Da demnach von einer offensichtlichen Ungültigkeit der Veränderungssperre auszugehen ist, die zu einem Erfolg des Normenkontrollantrags führen muss, ist die einstweilige Anordnung nach § 47 Abs. 6 VwGO aus wichtigen Gründen dringend geboten. Auf die Frage, ob darüber hinaus auch die Folgenabwägung zu Ungunsten der Antragstellerin ausgefallen wäre, kommt es bei dieser Sachlage nicht an (vgl. Beschluss des Senats vom 4. November 2002 - 3 B 28/01.NE-).

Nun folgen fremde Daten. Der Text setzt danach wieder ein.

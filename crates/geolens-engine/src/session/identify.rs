use std::sync::mpsc;
use std::sync::{Arc, Mutex};

use geolens_contracts::analysis::{ImagePayload, InsightResult, RockAnalysis};
use geolens_contracts::error::{ContractError, ContractResult};
use geolens_contracts::events::{event_payload, EventWriter};
use serde_json::json;

use super::{lock, SingleFlight, SnapshotHub};
use crate::identify::IdentificationContract;
use crate::image_input::image_digest;
use crate::insight::InsightContract;
use crate::transport::Transport;

/// What the identify screen renders.
#[derive(Debug, Clone, Default, PartialEq, Eq)]
pub struct IdentifySnapshot {
    pub image_digest: Option<String>,
    pub image_mime: Option<String>,
    pub image_bytes: usize,
    pub analysis: Option<RockAnalysis>,
    pub insights: Option<InsightResult>,
    pub busy: bool,
    pub last_error: Option<String>,
}

#[derive(Debug, Clone, PartialEq, Eq)]
pub struct ScanOutcome {
    pub analysis: RockAnalysis,
    pub insights: Option<InsightResult>,
    pub insight_error: Option<ContractError>,
}

struct IdentifyState {
    image: Option<ImagePayload>,
    image_digest: Option<String>,
    analysis: Option<RockAnalysis>,
    insights: Option<InsightResult>,
    last_error: Option<String>,
    // Bumped on every selection change; late results for an older
    // generation are discarded.
    generation: u64,
    identification: IdentificationContract,
    insight: InsightContract,
    auto_insights: bool,
}

pub struct IdentifySession {
    transport: Arc<dyn Transport>,
    state: Mutex<IdentifyState>,
    gate: SingleFlight,
    hub: SnapshotHub<IdentifySnapshot>,
    events: EventWriter,
}

impl IdentifySession {
    pub fn new(
        transport: Arc<dyn Transport>,
        identification: IdentificationContract,
        insight: InsightContract,
        events: EventWriter,
    ) -> Self {
        Self {
            transport,
            state: Mutex::new(IdentifyState {
                image: None,
                image_digest: None,
                analysis: None,
                insights: None,
                last_error: None,
                generation: 0,
                identification,
                insight,
                auto_insights: true,
            }),
            gate: SingleFlight::new("identify"),
            hub: SnapshotHub::new(),
            events,
        }
    }

    pub fn set_identification_contract(&self, contract: IdentificationContract) {
        lock(&self.state).identification = contract;
    }

    pub fn set_insight_contract(&self, contract: InsightContract) {
        lock(&self.state).insight = contract;
    }

    /// Whether `scan` follows a successful identification with insights.
    pub fn set_auto_insights(&self, enabled: bool) {
        lock(&self.state).auto_insights = enabled;
    }

    pub fn is_busy(&self) -> bool {
        self.gate.is_held()
    }

    pub fn snapshot(&self) -> IdentifySnapshot {
        let state = lock(&self.state);
        IdentifySnapshot {
            image_digest: state.image_digest.clone(),
            image_mime: state.image.as_ref().map(|image| image.mime_type.clone()),
            image_bytes: state.image.as_ref().map(ImagePayload::len).unwrap_or(0),
            analysis: state.analysis.clone(),
            insights: state.insights.clone(),
            busy: self.gate.is_held(),
            last_error: state.last_error.clone(),
        }
    }

    pub fn subscribe(&self) -> mpsc::Receiver<Arc<IdentifySnapshot>> {
        self.hub.subscribe(self.snapshot())
    }

    /// Replaces the current image and clears any previous result.
    pub fn select_image(&self, image: ImagePayload) -> ContractResult<IdentifySnapshot> {
        if image.is_empty() {
            return Err(self.reject(
                "select_image",
                ContractError::rejected("selected image is empty"),
            ));
        }
        let digest = image_digest(&image);
        self.events.emit_lossy(
            "image_selected",
            event_payload(json!({
                "image_digest": digest,
                "mime_type": image.mime_type,
                "bytes": image.len(),
            })),
        );
        {
            let mut state = lock(&self.state);
            state.generation += 1;
            state.image = Some(image);
            state.image_digest = Some(digest);
            state.analysis = None;
            state.insights = None;
            state.last_error = None;
        }
        Ok(self.publish())
    }

    pub fn discard(&self) -> IdentifySnapshot {
        {
            let mut state = lock(&self.state);
            state.generation += 1;
            state.image = None;
            state.image_digest = None;
            state.analysis = None;
            state.insights = None;
            state.last_error = None;
        }
        self.publish()
    }

    /// Identifies the selected image, then fetches insights for it.
    ///
    /// An identification failure leaves no analysis. An insight failure is
    /// reported in the outcome and leaves the analysis in place.
    pub fn scan(&self) -> ContractResult<ScanOutcome> {
        let flight = self
            .gate
            .try_acquire()
            .map_err(|err| self.reject("scan", err))?;
        let outcome = self.run_scan();
        drop(flight);
        self.publish();
        outcome
    }

    pub fn refresh_insights(&self) -> ContractResult<InsightResult> {
        let flight = self
            .gate
            .try_acquire()
            .map_err(|err| self.reject("refresh_insights", err))?;
        let target = {
            let mut state = lock(&self.state);
            let name = state.analysis.as_ref().map(|analysis| analysis.name.clone());
            if name.is_some() {
                state.insights = None;
                state.last_error = None;
            }
            name.map(|name| (name, state.generation))
        };
        let outcome = match target {
            Some((name, generation)) => {
                self.publish();
                self.run_insights(&name, generation)
            }
            None => Err(self.reject(
                "refresh_insights",
                ContractError::rejected("no analysis to query insights for"),
            )),
        };
        drop(flight);
        self.publish();
        outcome
    }

    fn run_scan(&self) -> ContractResult<ScanOutcome> {
        let (contract, image, generation, auto_insights) = {
            let mut state = lock(&self.state);
            let Some(image) = state.image.clone() else {
                return Err(self.reject("scan", ContractError::rejected("no image selected")));
            };
            state.analysis = None;
            state.insights = None;
            state.last_error = None;
            (
                state.identification.clone(),
                image,
                state.generation,
                state.auto_insights,
            )
        };
        self.publish();

        self.events.emit_lossy(
            "identify_started",
            event_payload(json!({
                "model": contract.model(),
                "image_digest": image_digest(&image),
                "mime_type": image.mime_type,
            })),
        );
        let analysis = match contract.identify(self.transport.as_ref(), &image) {
            Ok(analysis) => analysis,
            Err(err) => {
                self.events.emit_lossy(
                    "identify_failed",
                    event_payload(json!({
                        "model": contract.model(),
                        "kind": err.kind(),
                        "error": err.to_string(),
                    })),
                );
                let mut state = lock(&self.state);
                if state.generation == generation {
                    state.last_error = Some(err.to_string());
                }
                return Err(err);
            }
        };
        self.events.emit_lossy(
            "identify_completed",
            event_payload(json!({
                "model": contract.model(),
                "name": analysis.name,
                "category": analysis.category,
            })),
        );

        {
            let mut state = lock(&self.state);
            if state.generation != generation {
                return Err(ContractError::rejected(
                    "image selection changed during identification",
                ));
            }
            state.analysis = Some(analysis.clone());
        }
        if !auto_insights {
            return Ok(ScanOutcome {
                analysis,
                insights: None,
                insight_error: None,
            });
        }

        self.publish();
        let (insights, insight_error) = match self.run_insights(&analysis.name, generation) {
            Ok(result) => (Some(result), None),
            Err(err) => (None, Some(err)),
        };
        Ok(ScanOutcome {
            analysis,
            insights,
            insight_error,
        })
    }

    fn run_insights(&self, name: &str, generation: u64) -> ContractResult<InsightResult> {
        let contract = lock(&self.state).insight.clone();
        match contract.fetch(self.transport.as_ref(), name) {
            Ok(result) => {
                self.events.emit_lossy(
                    "insights_completed",
                    event_payload(json!({
                        "model": contract.model(),
                        "name": name,
                        "sources": result.sources.len(),
                    })),
                );
                let mut state = lock(&self.state);
                if state.generation == generation {
                    state.insights = Some(result.clone());
                }
                Ok(result)
            }
            Err(err) => {
                self.events.emit_lossy(
                    "insights_failed",
                    event_payload(json!({
                        "model": contract.model(),
                        "name": name,
                        "kind": err.kind(),
                        "error": err.to_string(),
                    })),
                );
                let mut state = lock(&self.state);
                if state.generation == generation {
                    state.last_error = Some(err.to_string());
                }
                Err(err)
            }
        }
    }

    fn reject(&self, operation: &str, err: ContractError) -> ContractError {
        self.events.emit_lossy(
            "request_rejected",
            event_payload(json!({
                "operation": operation,
                "kind": err.kind(),
                "reason": err.to_string(),
            })),
        );
        err
    }

    fn publish(&self) -> IdentifySnapshot {
        let snapshot = self.snapshot();
        self.hub.publish(snapshot.clone());
        snapshot
    }
}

3. Die Kostenentscheidung beruht auf § 154 Abs. 1 VwGO. Die Streitwertfestsetzung findet ihre Grundlage in § 20 Abs. 3 i.V.m. § 13 Abs. 1 Satz 1 des Gerichtskostengesetzes; hinsichtlich der Höhe des Streitwerts hat sich der Senat an seiner bisherigen Rechtsprechung in vergleichbaren Verfahren orientiert (vgl. Beschluss vom 24. September 2003 - 3 B 116/03.NE-).
Dieser Beschluss ist unanfechtbar (§ 152 Abs. 1 VwGO, § 25 Abs. 3 Satz 1 Halbsatz 2 in Verbindung mit § 5 Abs. 2 Satz 3 GKG).